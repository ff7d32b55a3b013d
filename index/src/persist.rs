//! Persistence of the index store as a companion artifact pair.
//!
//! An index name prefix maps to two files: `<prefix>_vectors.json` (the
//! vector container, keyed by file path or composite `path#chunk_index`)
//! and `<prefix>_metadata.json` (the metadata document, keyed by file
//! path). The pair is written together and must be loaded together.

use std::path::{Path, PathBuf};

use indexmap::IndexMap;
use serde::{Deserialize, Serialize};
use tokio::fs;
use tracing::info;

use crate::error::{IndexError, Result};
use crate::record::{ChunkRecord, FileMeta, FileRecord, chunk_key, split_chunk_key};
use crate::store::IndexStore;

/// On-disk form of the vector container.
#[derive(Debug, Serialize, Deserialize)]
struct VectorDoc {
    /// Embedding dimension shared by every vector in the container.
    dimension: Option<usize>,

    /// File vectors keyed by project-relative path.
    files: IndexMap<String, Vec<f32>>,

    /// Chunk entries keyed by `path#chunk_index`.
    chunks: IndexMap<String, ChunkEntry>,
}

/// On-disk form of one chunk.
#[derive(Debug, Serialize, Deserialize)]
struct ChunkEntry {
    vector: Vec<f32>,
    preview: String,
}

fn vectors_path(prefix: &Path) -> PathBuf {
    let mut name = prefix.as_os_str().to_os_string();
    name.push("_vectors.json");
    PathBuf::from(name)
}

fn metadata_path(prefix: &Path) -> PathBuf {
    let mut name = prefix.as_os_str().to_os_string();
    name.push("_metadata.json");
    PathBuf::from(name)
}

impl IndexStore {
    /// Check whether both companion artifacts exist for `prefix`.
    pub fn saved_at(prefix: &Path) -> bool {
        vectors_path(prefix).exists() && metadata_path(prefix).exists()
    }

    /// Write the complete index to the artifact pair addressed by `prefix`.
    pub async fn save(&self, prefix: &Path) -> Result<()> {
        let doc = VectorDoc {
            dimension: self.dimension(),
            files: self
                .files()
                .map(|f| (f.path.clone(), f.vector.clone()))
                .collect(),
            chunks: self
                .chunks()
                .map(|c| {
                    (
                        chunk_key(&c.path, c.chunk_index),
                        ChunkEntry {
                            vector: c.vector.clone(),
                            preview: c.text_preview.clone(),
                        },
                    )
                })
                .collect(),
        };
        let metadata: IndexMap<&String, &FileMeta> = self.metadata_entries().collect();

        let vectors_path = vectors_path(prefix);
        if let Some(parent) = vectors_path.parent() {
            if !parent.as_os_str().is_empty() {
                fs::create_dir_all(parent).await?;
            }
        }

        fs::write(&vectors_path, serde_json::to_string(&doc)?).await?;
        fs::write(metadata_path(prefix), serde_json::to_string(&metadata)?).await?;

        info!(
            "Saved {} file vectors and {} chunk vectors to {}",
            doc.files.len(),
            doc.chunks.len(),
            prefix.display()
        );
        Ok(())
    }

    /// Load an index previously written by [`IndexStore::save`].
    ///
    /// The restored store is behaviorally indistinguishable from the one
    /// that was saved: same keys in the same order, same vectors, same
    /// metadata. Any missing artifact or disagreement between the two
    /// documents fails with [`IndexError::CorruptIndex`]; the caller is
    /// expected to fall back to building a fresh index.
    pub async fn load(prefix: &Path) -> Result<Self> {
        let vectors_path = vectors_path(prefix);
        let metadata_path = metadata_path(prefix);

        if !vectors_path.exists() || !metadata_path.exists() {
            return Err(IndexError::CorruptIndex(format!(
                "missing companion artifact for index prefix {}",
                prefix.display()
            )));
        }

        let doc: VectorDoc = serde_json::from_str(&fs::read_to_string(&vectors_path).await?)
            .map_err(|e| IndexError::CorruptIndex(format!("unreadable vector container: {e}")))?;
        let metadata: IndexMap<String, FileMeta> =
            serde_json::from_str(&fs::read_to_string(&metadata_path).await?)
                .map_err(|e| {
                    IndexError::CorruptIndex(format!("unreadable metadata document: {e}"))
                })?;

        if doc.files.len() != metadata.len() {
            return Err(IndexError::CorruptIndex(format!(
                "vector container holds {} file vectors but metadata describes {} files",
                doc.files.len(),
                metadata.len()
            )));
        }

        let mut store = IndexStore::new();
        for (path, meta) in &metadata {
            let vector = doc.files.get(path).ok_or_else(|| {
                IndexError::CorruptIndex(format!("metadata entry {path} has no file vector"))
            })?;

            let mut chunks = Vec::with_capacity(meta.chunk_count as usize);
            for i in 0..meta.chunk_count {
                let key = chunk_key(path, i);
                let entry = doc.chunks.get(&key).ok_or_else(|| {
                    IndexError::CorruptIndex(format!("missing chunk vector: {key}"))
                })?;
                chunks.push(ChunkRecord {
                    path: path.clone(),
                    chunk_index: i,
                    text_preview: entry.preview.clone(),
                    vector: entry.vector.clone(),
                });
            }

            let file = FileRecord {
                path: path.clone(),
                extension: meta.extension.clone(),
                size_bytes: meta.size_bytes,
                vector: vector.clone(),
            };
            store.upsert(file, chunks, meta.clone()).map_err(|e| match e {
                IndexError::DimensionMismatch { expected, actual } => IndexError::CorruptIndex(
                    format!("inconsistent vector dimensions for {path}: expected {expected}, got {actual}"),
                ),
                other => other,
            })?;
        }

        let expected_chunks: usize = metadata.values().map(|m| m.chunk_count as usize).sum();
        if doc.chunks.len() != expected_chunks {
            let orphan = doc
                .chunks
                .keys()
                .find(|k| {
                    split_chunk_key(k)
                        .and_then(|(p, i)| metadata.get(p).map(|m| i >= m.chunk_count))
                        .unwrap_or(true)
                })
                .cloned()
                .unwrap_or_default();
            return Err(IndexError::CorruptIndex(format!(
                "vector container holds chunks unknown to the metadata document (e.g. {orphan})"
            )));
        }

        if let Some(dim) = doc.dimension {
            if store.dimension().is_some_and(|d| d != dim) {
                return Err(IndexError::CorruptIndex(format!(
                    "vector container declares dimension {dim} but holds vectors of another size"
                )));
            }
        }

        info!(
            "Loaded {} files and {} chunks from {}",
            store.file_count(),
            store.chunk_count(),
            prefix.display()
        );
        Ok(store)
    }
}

◇ ◇ ◇ ◇

Task to carry out: Write the entries above out again. Match them exactly.

Written response:
repository ff7d32b55a3b013d
filename index/src/persist.rs
//! Persistence of the index store as a companion artifact pair.
//!
//! An index name prefix maps to two files: `<prefix>_vectors.json` (the
//! vector container, keyed by file path or composite `path#chunk_index`)
//! and `<prefix>_metadata.json` (the metadata document, keyed by file
//! path). The pair is written together and must be loaded together.

use std::path::{Path, PathBuf};

use indexmap::IndexMap;
use serde::{Deserialize, Serialize};
use tokio::fs;
use tracing::info;

use crate::error::{IndexError, Result};
use crate::record::{ChunkRecord, FileMeta, FileRecord, chunk_key, split_chunk_key};
use crate::store::IndexStore;

/// On-disk form of the vector container.
#[derive(Debug, Serialize, Deserialize)]
struct VectorDoc {
    /// Embedding dimension shared by every vector in the container.
    dimension: Option<usize>,

    /// File vectors keyed by project-relative path.
    files: IndexMap<String, Vec<f32>>,

    /// Chunk entries keyed by `path#chunk_index`.
    chunks: IndexMap<String, ChunkEntry>,
}

/// On-disk form of one chunk.
#[derive(Debug, Serialize, Deserialize)]
struct ChunkEntry {
    vector: Vec<f32>,
    preview: String,
}

fn vectors_path(prefix: &Path) -> PathBuf {
    let mut name = prefix.as_os_str().to_os_string();
    name.push("_vectors.json");
    PathBuf::from(name)
}

fn metadata_path(prefix: &Path) -> PathBuf {
    let mut name = prefix.as_os_str().to_os_string();
    name.push("_metadata.json");
    PathBuf::from(name)
}

impl IndexStore {
    /// Check whether both companion artifacts exist for `prefix`.
    pub fn saved_at(prefix: &Path) -> bool {
        vectors_path(prefix).exists() && metadata_path(prefix).exists()
    }

    /// Write the complete index to the artifact pair addressed by `prefix`.
    pub async fn save(&self, prefix: &Path) -> Result<()> {
        let doc = VectorDoc {
            dimension: self.dimension(),
            files: self
                .files()
                .map(|f| (f.path.clone(), f.vector.clone()))
                .collect(),
            chunks: self
                .chunks()
                .map(|c| {
                    (
                        chunk_key(&c.path, c.chunk_index),
                        ChunkEntry {
                            vector: c.vector.clone(),
                            preview: c.text_preview.clone(),
                        },
                    )
                })
                .collect(),
        };
        let metadata: IndexMap<&String, &FileMeta> = self.metadata_entries().collect();

        let vectors_path = vectors_path(prefix);
        if let Some(parent) = vectors_path.parent() {
            if !parent.as_os_str().is_empty() {
                fs::create_dir_all(parent).await?;
            }
        }

        fs::write(&vectors_path, serde_json::to_string(&doc)?).await?;
        fs::write(metadata_path(prefix), serde_json::to_string(&metadata)?).await?;

        info!(
            "Saved {} file vectors and {} chunk vectors to {}",
            doc.files.len(),
            doc.chunks.len(),
            prefix.display()
        );
        Ok(())
    }

    /// Load an index previously written by [`IndexStore::save`].
    ///
    /// The restored store is behaviorally indistinguishable from the one
    /// that was saved: same keys in the same order, same vectors, same
    /// metadata. Any missing artifact or disagreement between the two
    /// documents fails with [`IndexError::CorruptIndex`]; the caller is
    /// expected to fall back to building a fresh index.
    pub async fn load(prefix: &Path) -> Result<Self> {
        let vectors_path = vectors_path(prefix);
        let metadata_path = metadata_path(prefix);

        if !vectors_path.exists() || !metadata_path.exists() {
            return Err(IndexError::CorruptIndex(format!(
                "missing companion artifact for index prefix {}",
                prefix.display()
            )));
        }

        let doc: VectorDoc = serde_json::from_str(&fs::read_to_string(&vectors_path).await?)
            .map_err(|e| IndexError::CorruptIndex(format!("unreadable vector container: {e}")))?;
        let metadata: IndexMap<String, FileMeta> =
            serde_json::from_str(&fs::read_to_string(&metadata_path).await?)
                .map_err(|e| {
                    IndexError::CorruptIndex(format!("unreadable metadata document: {e}"))
                })?;

        if doc.files.len() != metadata.len() {
            return Err(IndexError::CorruptIndex(format!(
                "vector container holds {} file vectors but metadata describes {} files",
                doc.files.len(),
                metadata.len()
            )));
        }

        let mut store = IndexStore::new();
        for (path, meta) in &metadata {
            let vector = doc.files.get(path).ok_or_else(|| {
                IndexError::CorruptIndex(format!("metadata entry {path} has no file vector"))
            })?;

            let mut chunks = Vec::with_capacity(meta.chunk_count as usize);
            for i in 0..meta.chunk_count {
                let key = chunk_key(path, i);
                let entry = doc.chunks.get(&key).ok_or_else(|| {
                    IndexError::CorruptIndex(format!("missing chunk vector: {key}"))
                })?;
                chunks.push(ChunkRecord {
                    path: path.clone(),
                    chunk_index: i,
                    text_preview: entry.preview.clone(),
                    vector: entry.vector.clone(),
                });
            }

            let file = FileRecord {
                path: path.clone(),
                extension: meta.extension.clone(),
                size_bytes: meta.size_bytes,
                vector: vector.clone(),
            };
            store.upsert(file, chunks, meta.clone()).map_err(|e| match e {
                IndexError::DimensionMismatch { expected, actual } => IndexError::CorruptIndex(
                    format!("inconsistent vector dimensions for {path}: expected {expected}, got {actual}"),
                ),
                other => other,
            })?;
        }

        let expected_chunks: usize = metadata.values().map(|m| m.chunk_count as usize).sum();
        if doc.chunks.len() != expected_chunks {
            let orphan = doc
                .chunks
                .keys()
                .find(|k| {
                    split_chunk_key(k)
                        .and_then(|(p, i)| metadata.get(p).map(|m| i >= m.chunk_count))
                        .unwrap_or(true)
                })
                .cloned()
                .unwrap_or_default();
            return Err(IndexError::CorruptIndex(format!(
                "vector container holds chunks unknown to the metadata document (e.g. {orphan})"
            )));
        }

        if let Some(dim) = doc.dimension {
            if store.dimension().is_some_and(|d| d != dim) {
                return Err(IndexError::CorruptIndex(format!(
                    "vector container declares dimension {dim} but holds vectors of another size"
                )));
            }
        }

        info!(
            "Loaded {} files and {} chunks from {}",
            store.file_count(),
            store.chunk_count(),
            prefix.display()
        );
        Ok(store)
    }
}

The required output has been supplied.